CMS’s announcement went on to say that, “In order to ensure hospitals comply with the requirements detailed above, the rule proposes new enforcement tools including monitoring, auditing, corrective action plans, and civil monetary penalties of $300 per day. The agency is also soliciting feedback on the best way to capture information on the quality of hospital inpatient care so that information can be provided to patients in a way that is useful for them when comparing care options. The price transparency proposals, along with the Procedure Price Lookup tool launched in 2018, which allows patients to compare Medicare prices for procedures done in hospital outpatient departments and ambulatory surgery centers, would give beneficiaries the ability to compare out-of-pocket costs across different settings of care and would allow patients to work with their clinicians to choose the setting that best meets their needs. These proposals will empower all patients with pricing information to help them make healthcare decisions that work best for them.”

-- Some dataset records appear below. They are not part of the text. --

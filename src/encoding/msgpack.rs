// SPDX-FileCopyrightText: 2026 ArcheBase
//
// SPDX-License-Identifier: MulanPSL-2.0

//! Minimal MessagePack codec.
//!
//! Covers the subset the compact model format needs: nil, bool, integers,
//! float64 (float32 accepted on read), str, bin, array and string-keyed maps.
//! Map entries keep their order.

use std::io::{Cursor, Read};

use byteorder::{BigEndian, ReadBytesExt, WriteBytesExt};

use crate::core::{CodecError, Result};

/// Deepest array/map nesting accepted by the decoder.
pub const MAX_DEPTH: usize = 64;

const NIL: u8 = 0xc0;
const FALSE: u8 = 0xc2;
const TRUE: u8 = 0xc3;
const BIN8: u8 = 0xc4;
const BIN16: u8 = 0xc5;
const BIN32: u8 = 0xc6;
const FLOAT32: u8 = 0xca;
const FLOAT64: u8 = 0xcb;
const UINT8: u8 = 0xcc;
const UINT16: u8 = 0xcd;
const UINT32: u8 = 0xce;
const UINT64: u8 = 0xcf;
const INT8: u8 = 0xd0;
const INT16: u8 = 0xd1;
const INT32: u8 = 0xd2;
const INT64: u8 = 0xd3;
const STR8: u8 = 0xd9;
const STR16: u8 = 0xda;
const STR32: u8 = 0xdb;
const ARRAY16: u8 = 0xdc;
const ARRAY32: u8 = 0xdd;
const MAP16: u8 = 0xde;
const MAP32: u8 = 0xdf;

/// A decoded MessagePack value.
#[derive(Debug, Clone, PartialEq)]
pub enum PackValue {
    Nil,
    Bool(bool),
    Int(i64),
    /// Unsigned values above `i64::MAX`
    UInt(u64),
    Float(f64),
    Str(String),
    Bin(Vec<u8>),
    Array(Vec<PackValue>),
    Map(Vec<(String, PackValue)>),
}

CMS is also proposing several policies that would give Medicare beneficiaries more choices in where they seek care that would lower their out-of-pocket costs. In last year’s final rule, the Trump Administration began a two-year phase-in to remove the significant payment disparity between Medicare payment for clinic visits in certain off-campus hospital outpatient departments versus the physician office setting, which was driving volume increases in the outpatient setting. CMS will complete the phase-in of the policy in CY 2020, which will result in lower copayments for Medicare beneficiaries.
Meanwhile, as Appleby’s KHN report noted, “Under the proposal, hospitals would be required to post the prices they negotiate with every insurer for just about every service, drug and supply they provide to patients, starting Jan. 1. The move follows an executive order issued by the president in June. It immediately drew sharp opposition from hospitals and insurers, who made it clear they plan to fight the proposal — all the way to court if necessary. Final rules might differ from the proposal,” she added, “and the courts will be asked to weigh in. But the move could help lift the secrecy that has long surrounded what patients, employers and insurers pay for medical services.”